We do not believe that Google huge sponsoring amount might impair EFF operations in the field of privacy (which is in our opinion a threat to Google current model and even more in the growing practical AI applications), at least not in the near future, and we hope that this is not the beginning of a "capture by sponsorship" (something which sinisterly reminds "regulatory capture" by big companies, although the means are different) which happened multiple times, for example with newspapers and publishers: I am a giant company and progressively buy your newspaper spaces for my ads, until you depend on me economically; then one day I tell you "do not publish that, rather publish this, or else I will withdraw all of my ads from one day to another".
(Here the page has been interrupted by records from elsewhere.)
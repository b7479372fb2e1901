//! Reservation rows backing the LockStore.
//!
//! A row whose `expires_at` has passed is treated as absent by every read
//! and may be overwritten by a new reservation.

use crate::amount::ReservationKey;
use crate::framework::DatabaseProcessor;
use kanau::processor::Processor;
use paywatch_sdk::objects::ChainType;
use std::time::Duration;

#[derive(Debug, Clone)]
/// Insert-if-absent. Returns `false` when a live row already holds the key.
pub struct ReserveSlot {
    pub key: ReservationKey,
    pub value: String,
    pub ttl: Duration,
}

impl Processor<ReserveSlot> for DatabaseProcessor {
    type Output = bool;
    type Error = sqlx::Error;
    #[tracing::instrument(skip_all, err, name = "SQL:ReserveSlot")]
    async fn process(&self, cmd: ReserveSlot) -> Result<bool, sqlx::Error> {
        let result = sqlx::query(
            r#"
            INSERT INTO reservations (cache_key, cache_value, expires_at)
            VALUES ($1, $2, NOW() + make_interval(secs => $3))
            ON CONFLICT (cache_key) DO UPDATE
                SET cache_value = EXCLUDED.cache_value, expires_at = EXCLUDED.expires_at
                WHERE reservations.expires_at <= NOW()
            "#,
        )
        .bind(cmd.key.as_str())
        .bind(cmd.value)
        .bind(cmd.ttl.as_secs_f64())
        .execute(&self.pool)
        .await?;
        Ok(result.rows_affected() > 0)
    }
}

#[derive(Debug, Clone)]
pub struct ReleaseReservation {
    pub key: ReservationKey,
}

impl Processor<ReleaseReservation> for DatabaseProcessor {
    type Output = ();
    type Error = sqlx::Error;
    #[tracing::instrument(skip_all, err, name = "SQL:ReleaseReservation")]
    async fn process(&self, cmd: ReleaseReservation) -> Result<(), sqlx::Error> {
        sqlx::query("DELETE FROM reservations WHERE cache_key = $1")
            .bind(cmd.key.as_str())
            .execute(&self.pool)
            .await?;
        Ok(())
    }
}

#[derive(Debug, Clone)]
pub struct LookupReservation {
    pub key: ReservationKey,
}

impl Processor<LookupReservation> for DatabaseProcessor {
    type Output = Option<String>;
    type Error = sqlx::Error;
    #[tracing::instrument(skip_all, err, name = "SQL:LookupReservation")]
    async fn process(&self, query: LookupReservation) -> Result<Option<String>, sqlx::Error> {
        sqlx::query_scalar(
            "SELECT cache_value FROM reservations WHERE cache_key = $1 AND expires_at > NOW()",
        )
        .bind(query.key.as_str())
        .fetch_optional(&self.pool)
        .await
    }
}

#[derive(Debug, Clone)]
/// Whether any live reservation exists for the address on the chain.
pub struct HasLiveReservation {
    pub address: String,
    pub chain: ChainType,
}

impl Processor<HasLiveReservation> for DatabaseProcessor {
    type Output = bool;
    type Error = sqlx::Error;
    #[tracing::instrument(skip_all, err, name = "SQL:HasLiveReservation")]
    async fn process(&self, query: HasLiveReservation) -> Result<bool, sqlx::Error> {
        let prefix = format!(
            "{}%",
            escape_like(&ReservationKey::address_prefix(&query.address))
        );
        let suffix = format!("%{}", escape_like(&ReservationKey::chain_suffix(query.chain)));
        sqlx::query_scalar(
            r#"
            SELECT EXISTS(
                SELECT 1 FROM reservations
                WHERE cache_key LIKE $1 ESCAPE '\' AND cache_key LIKE $2 ESCAPE '\'
                  AND expires_at > NOW()
            )
            "#,
        )
        .bind(prefix)
        .bind(suffix)
        .fetch_one(&self.pool)
        .await
    }
}

#[derive(Debug, Clone)]
pub struct PurgeExpiredReservations;

impl Processor<PurgeExpiredReservations> for DatabaseProcessor {
    type Output = u64;
    type Error = sqlx::Error;
    #[tracing::instrument(skip_all, err, name = "SQL:PurgeExpiredReservations")]
    async fn process(&self, _: PurgeExpiredReservations) -> Result<u64, sqlx::Error> {
        let result = sqlx::query("DELETE FROM reservations WHERE expires_at <= NOW()")
            .execute(&self.pool)
            .await?;
        Ok(result.rows_affected())
    }
}

fn escape_like(raw: &str) -> String {
    let mut escaped = String::with_capacity(raw.len());
    for c in raw.chars() {
        if matches!(c, '\\' | '%' | '_') {
            escaped.push('\\');
        }
        escaped.push(c);
    }
    escaped
}

#[cfg(test)]
mod tests {
    use super::*;

    #[test]
    fn test_escape_like() {
        assert_eq!(escape_like("T_a%b|"), "T\\_a\\%b|");
    }
}
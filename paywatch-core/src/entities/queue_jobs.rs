//! Persistent job queue rows.

use super::JobStatus;
use crate::framework::DatabaseProcessor;
use kanau::processor::Processor;
use std::time::Duration;
use time::OffsetDateTime;

#[derive(Debug, Clone, PartialEq, Eq, sqlx::FromRow)]
pub struct QueueJob {
    pub id: i64,
    pub queue_name: String,
    pub task_type: String,
    pub payload: Vec<u8>,
    pub status: JobStatus,
    pub retry_count: i32,
    pub max_retry: i32,
    pub schedule_at: OffsetDateTime,
    pub updated_at: OffsetDateTime,
    pub created_at: OffsetDateTime,
}

/// A job to enqueue. `schedule_at = None` means "run as soon as possible".
#[derive(Debug, Clone, PartialEq, Eq)]
pub struct NewJob {
    pub queue_name: String,
    pub task_type: String,
    pub payload: Vec<u8>,
    pub schedule_at: Option<OffsetDateTime>,
    pub max_retry: i32,
}

impl NewJob {
    pub const DEFAULT_MAX_RETRY: i32 = 3;

    pub fn new(queue_name: &str, task_type: &str, payload: impl Into<Vec<u8>>) -> Self {
        Self {
            queue_name: queue_name.to_string(),
            task_type: task_type.to_string(),
            payload: payload.into(),
            schedule_at: None,
            max_retry: Self::DEFAULT_MAX_RETRY,
        }
    }

    pub fn schedule_at(mut self, at: OffsetDateTime) -> Self {
        self.schedule_at = Some(at);
        self
    }

    /// Non-positive values fall back to [`Self::DEFAULT_MAX_RETRY`].
    pub fn max_retry(mut self, max_retry: i32) -> Self {
        self.max_retry = if max_retry > 0 {
            max_retry
        } else {
            Self::DEFAULT_MAX_RETRY
        };
        self
    }
}

#[derive(Debug, Clone)]
pub struct EnqueueJob {
    pub job: NewJob,
}

impl Processor<EnqueueJob> for DatabaseProcessor {
    type Output = i64;
    type Error = sqlx::Error;
    #[tracing::instrument(skip_all, err, name = "SQL:EnqueueJob")]
    async fn process(&self, cmd: EnqueueJob) -> Result<i64, sqlx::Error> {
        insert_job(&self.pool, cmd.job).await
    }
}

/// Shared by [`EnqueueJob`] and statements that enqueue inside their own
/// transaction.
pub(crate) async fn insert_job<'e, E>(executor: E, job: NewJob) -> Result<i64, sqlx::Error>
where
    E: sqlx::PgExecutor<'e>,
{
    sqlx::query_scalar(
        r#"
        INSERT INTO queue_jobs (queue_name, task_type, payload, status, max_retry, schedule_at)
        VALUES ($1, $2, $3, 'pending', $4, COALESCE($5, NOW()))
        RETURNING id
        "#,
    )
    .bind(job.queue_name)
    .bind(job.task_type)
    .bind(job.payload)
    .bind(job.max_retry)
    .bind(job.schedule_at)
    .fetch_one(executor)
    .await
}

#[derive(Debug, Clone)]
/// Atomically move the oldest due Pending job of a queue to Processing.
///
/// `SKIP LOCKED` lets concurrent workers claim different rows without
/// blocking each other; each row is handed to exactly one of them.
pub struct ClaimNextJob {
    pub queue_name: String,
    pub now: OffsetDateTime,
}

impl Processor<ClaimNextJob> for DatabaseProcessor {
    type Output = Option<QueueJob>;
    type Error = sqlx::Error;
    #[tracing::instrument(skip_all, err, name = "SQL:ClaimNextJob")]
    async fn process(&self, query: ClaimNextJob) -> Result<Option<QueueJob>, sqlx::Error> {
        sqlx::query_as::<_, QueueJob>(
            r#"
            UPDATE queue_jobs SET status = 'processing', updated_at = NOW()
            WHERE id = (
                SELECT id FROM queue_jobs
                WHERE queue_name = $1 AND status = 'pending' AND schedule_at <= $2
                ORDER BY id
                LIMIT 1
                FOR UPDATE SKIP LOCKED
            )
            RETURNING *
            "#,
        )
        .bind(query.queue_name)
        .bind(query.now)
        .fetch_optional(&self.pool)
        .await
    }
}

#[derive(Debug, Clone)]
pub struct CompleteJob {
    pub id: i64,
}

impl Processor<CompleteJob> for DatabaseProcessor {
    type Output = bool;
    type Error = sqlx::Error;
    #[tracing::instrument(skip_all, err, name = "SQL:CompleteJob")]
    async fn process(&self, cmd: CompleteJob) -> Result<bool, sqlx::Error> {
        let result = sqlx::query(
            "UPDATE queue_jobs SET status = 'completed', updated_at = NOW() WHERE id = $1",
        )
        .bind(cmd.id)
        .execute(&self.pool)
        .await?;
        Ok(result.rows_affected() > 0)
    }
}

#[derive(Debug, Clone)]
/// Record a failed attempt: bump the retry count, then either reschedule
/// with linear backoff or mark the job Failed once `max_retry` is reached.
pub struct FailJob {
    pub id: i64,
    pub backoff_unit: Duration,
}

impl Processor<FailJob> for DatabaseProcessor {
    type Output = Option<JobStatus>;
    type Error = sqlx::Error;
    #[tracing::instrument(skip_all, err, name = "SQL:FailJob")]
    async fn process(&self, cmd: FailJob) -> Result<Option<JobStatus>, sqlx::Error> {
        sqlx::query_scalar(
            r#"
            UPDATE queue_jobs
            SET retry_count = retry_count + 1,
                status = CASE WHEN retry_count + 1 >= max_retry
                    THEN 'failed'::job_status ELSE 'pending'::job_status END,
                schedule_at = CASE WHEN retry_count + 1 >= max_retry
                    THEN schedule_at
                    ELSE NOW() + make_interval(secs => (retry_count + 1) * $2) END,
                updated_at = NOW()
            WHERE id = $1
            RETURNING status
            "#,
        )
        .bind(cmd.id)
        .bind(cmd.backoff_unit.as_secs_f64())
        .fetch_optional(&self.pool)
        .await
    }
}

#[derive(Debug, Clone)]
pub struct GetJob {
    pub id: i64,
}

impl Processor<GetJob> for DatabaseProcessor {
    type Output = Option<QueueJob>;
    type Error = sqlx::Error;
    #[tracing::instrument(skip_all, err, name = "SQL:GetJob")]
    async fn process(&self, query: GetJob) -> Result<Option<QueueJob>, sqlx::Error> {
        sqlx::query_as::<_, QueueJob>("SELECT * FROM queue_jobs WHERE id = $1")
            .bind(query.id)
            .fetch_optional(&self.pool)
            .await
    }
}

#[derive(Debug, Clone)]
/// Hand Processing jobs whose worker went away back to Pending.
pub struct RequeueStaleJobs {
    pub older_than: OffsetDateTime,
}

impl Processor<RequeueStaleJobs> for DatabaseProcessor {
    type Output = u64;
    type Error = sqlx::Error;
    #[tracing::instrument(skip_all, err, name = "SQL:RequeueStaleJobs")]
    async fn process(&self, cmd: RequeueStaleJobs) -> Result<u64, sqlx::Error> {
        let result = sqlx::query(
            r#"
            UPDATE queue_jobs SET status = 'pending', updated_at = NOW()
            WHERE status = 'processing' AND updated_at < $1
            "#,
        )
        .bind(cmd.older_than)
        .execute(&self.pool)
        .await?;
        Ok(result.rows_affected())
    }
}

#[derive(Debug, Clone)]
pub struct PurgeFinishedJobs {
    pub older_than: OffsetDateTime,
}

impl Processor<PurgeFinishedJobs> for DatabaseProcessor {
    type Output = u64;
    type Error = sqlx::Error;
    #[tracing::instrument(skip_all, err, name = "SQL:PurgeFinishedJobs")]
    async fn process(&self, cmd: PurgeFinishedJobs) -> Result<u64, sqlx::Error> {
        let result = sqlx::query(
            r#"
            DELETE FROM queue_jobs
            WHERE status IN ('completed', 'failed') AND updated_at < $1
            "#,
        )
        .bind(cmd.older_than)
        .execute(&self.pool)
        .await?;
        Ok(result.rows_affected())
    }
}
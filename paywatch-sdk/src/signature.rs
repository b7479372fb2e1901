//! HMAC-SHA256 body signing used by the Service API and by outgoing webhooks.
//!
//! The header carries the signing time and the signature:
//!
//! ```text
//! Paywatch-Signature: {unix_timestamp}.{base64_signature}
//! ```
//!
//! and the signature covers `"{timestamp}.{json_body}"`.

use ring::hmac;

pub const SIGNATURE_HEADER: &str = "Paywatch-Signature";

/// Maximum accepted age of a signature, in seconds.
pub const MAX_SIGNATURE_AGE: i64 = 5 * 60;

/// Marker for bodies that can be wrapped in a [`SignedObject`].
pub trait Signature: for<'de> serde::Deserialize<'de> + serde::Serialize {}

#[derive(Debug, thiserror::Error)]
pub enum SignatureError {
    #[error("invalid header format")]
    InvalidFormat,
    #[error("invalid base64 encoding")]
    InvalidBase64,
    #[error("invalid json: {0}")]
    Json(#[from] serde_json::Error),
    #[error("invalid signature")]
    SignatureMismatch,
    #[error("signature expired")]
    Expired,
}

impl From<ring::error::Unspecified> for SignatureError {
    fn from(_: ring::error::Unspecified) -> Self {
        Self::SignatureMismatch
    }
}

/// A typed body together with the exact JSON that was signed.
#[derive(Debug, Clone, PartialEq, Eq)]
pub struct SignedObject<T: Signature> {
    pub body: T,
    pub timestamp: i64,
    pub json: String,
    pub signature: Box<[u8]>,
}

impl<T: Signature> SignedObject<T> {
    /// Serialize and sign `body` at the current time.
    pub fn new(body: T, key: &[u8]) -> Result<Self, serde_json::Error> {
        let timestamp = time::OffsetDateTime::now_utc().unix_timestamp();
        Self::new_at(body, key, timestamp)
    }

    pub fn new_at(body: T, key: &[u8], timestamp: i64) -> Result<Self, serde_json::Error> {
        let json = serde_json::to_string(&body)?;
        let signature = sign(key, timestamp, &json);
        Ok(Self {
            body,
            timestamp,
            json,
            signature,
        })
    }

    /// Parse a header value and a raw body. The HMAC is **not** checked here;
    /// call [`verify`](Self::verify).
    pub fn from_header_and_body(
        header_value: &str,
        body_json: String,
    ) -> Result<Self, SignatureError> {
        let (timestamp, signature) = parse_signature_header(header_value)?;
        let body: T = serde_json::from_str(&body_json)?;
        Ok(Self {
            body,
            timestamp,
            json: body_json,
            signature,
        })
    }

    /// Check the HMAC and freshness, returning the authenticated body.
    pub fn verify(self, key: &[u8]) -> Result<T, SignatureError> {
        let data = format!("{}.{}", self.timestamp, self.json);
        hmac::verify(
            &hmac::Key::new(hmac::HMAC_SHA256, key),
            data.as_bytes(),
            self.signature.as_ref(),
        )?;
        check_timestamp(self.timestamp)?;
        Ok(self.body)
    }

    pub fn to_header(&self) -> String {
        format_signature_header(self.timestamp, &self.signature)
    }
}

fn sign(key: &[u8], timestamp: i64, json: &str) -> Box<[u8]> {
    let data = format!("{timestamp}.{json}");
    hmac::sign(&hmac::Key::new(hmac::HMAC_SHA256, key), data.as_bytes())
        .as_ref()
        .to_owned()
        .into_boxed_slice()
}

/// Split `{timestamp}.{base64}` into its parts.
pub fn parse_signature_header(value: &str) -> Result<(i64, Box<[u8]>), SignatureError> {
    let (timestamp, encoded) = value.split_once('.').ok_or(SignatureError::InvalidFormat)?;
    let timestamp: i64 = timestamp
        .parse()
        .map_err(|_| SignatureError::InvalidFormat)?;
    let signature = fast32::base64::RFC4648_NOPAD
        .decode_str(encoded)
        .map_err(|_| SignatureError::InvalidBase64)?
        .into_boxed_slice();
    Ok((timestamp, signature))
}

pub fn format_signature_header(timestamp: i64, signature: &[u8]) -> String {
    format!(
        "{}.{}",
        timestamp,
        fast32::base64::RFC4648_NOPAD.encode(signature)
    )
}

pub fn check_timestamp(timestamp: i64) -> Result<(), SignatureError> {
    let now = time::OffsetDateTime::now_utc().unix_timestamp();
    if now - timestamp > MAX_SIGNATURE_AGE {
        return Err(SignatureError::Expired);
    }
    Ok(())
}

#[cfg(test)]
mod tests {
    use super::*;
    use crate::objects::OrderStatusRequest;

    const KEY: &[u8] = b"merchant-secret";

    fn request() -> OrderStatusRequest {
        OrderStatusRequest {
            trade_id: "20240101170000000000123".to_string(),
        }
    }

    #[test]
    fn test_header_round_trip_verifies() {
        let signed = SignedObject::new(request(), KEY).unwrap();
        let parsed =
            SignedObject::<OrderStatusRequest>::from_header_and_body(&signed.to_header(), signed.json)
                .unwrap();
        assert_eq!(parsed.verify(KEY).unwrap(), request());
    }

    #[test]
    fn test_tampered_body_is_rejected() {
        let signed = SignedObject::new(request(), KEY).unwrap();
        let tampered = signed.json.replace("123", "124");
        let parsed =
            SignedObject::<OrderStatusRequest>::from_header_and_body(&signed.to_header(), tampered)
                .unwrap();
        assert!(matches!(
            parsed.verify(KEY),
            Err(SignatureError::SignatureMismatch)
        ));
    }

    #[test]
    fn test_stale_signature_is_rejected() {
        let old = time::OffsetDateTime::now_utc().unix_timestamp() - MAX_SIGNATURE_AGE - 10;
        let signed = SignedObject::new_at(request(), KEY, old).unwrap();
        assert!(matches!(signed.verify(KEY), Err(SignatureError::Expired)));
    }

    #[test]
    fn test_malformed_header() {
        assert!(matches!(
            parse_signature_header("no-dot-here"),
            Err(SignatureError::InvalidFormat)
        ));
        assert!(matches!(
            parse_signature_header("123.!!!"),
            Err(SignatureError::InvalidBase64)
        ));
    }
}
Take Tor, as an additional example. It's no secret that we have significantly supported Tor and the Tor Project in the last years. However, the Tor Project has been funded almost entirely by the former Broadcasting Board of Governors (BBG, now USAGM), the US Navy and the US Department of State bureau for Human Rights for years. Is this enough reason to drop Tor and not use it anymore? No, because we have total lack of substantial evidence about backdoors to favor any the mentioned agencies or anybody else, and that a person that should be above any suspect under this context (Edward Snowden) recommends Tor usage.
Eyes must always remain wide open but at the same time if you get lost in a network of theories and you see conspirators everywhere you risk to get stuck and never act.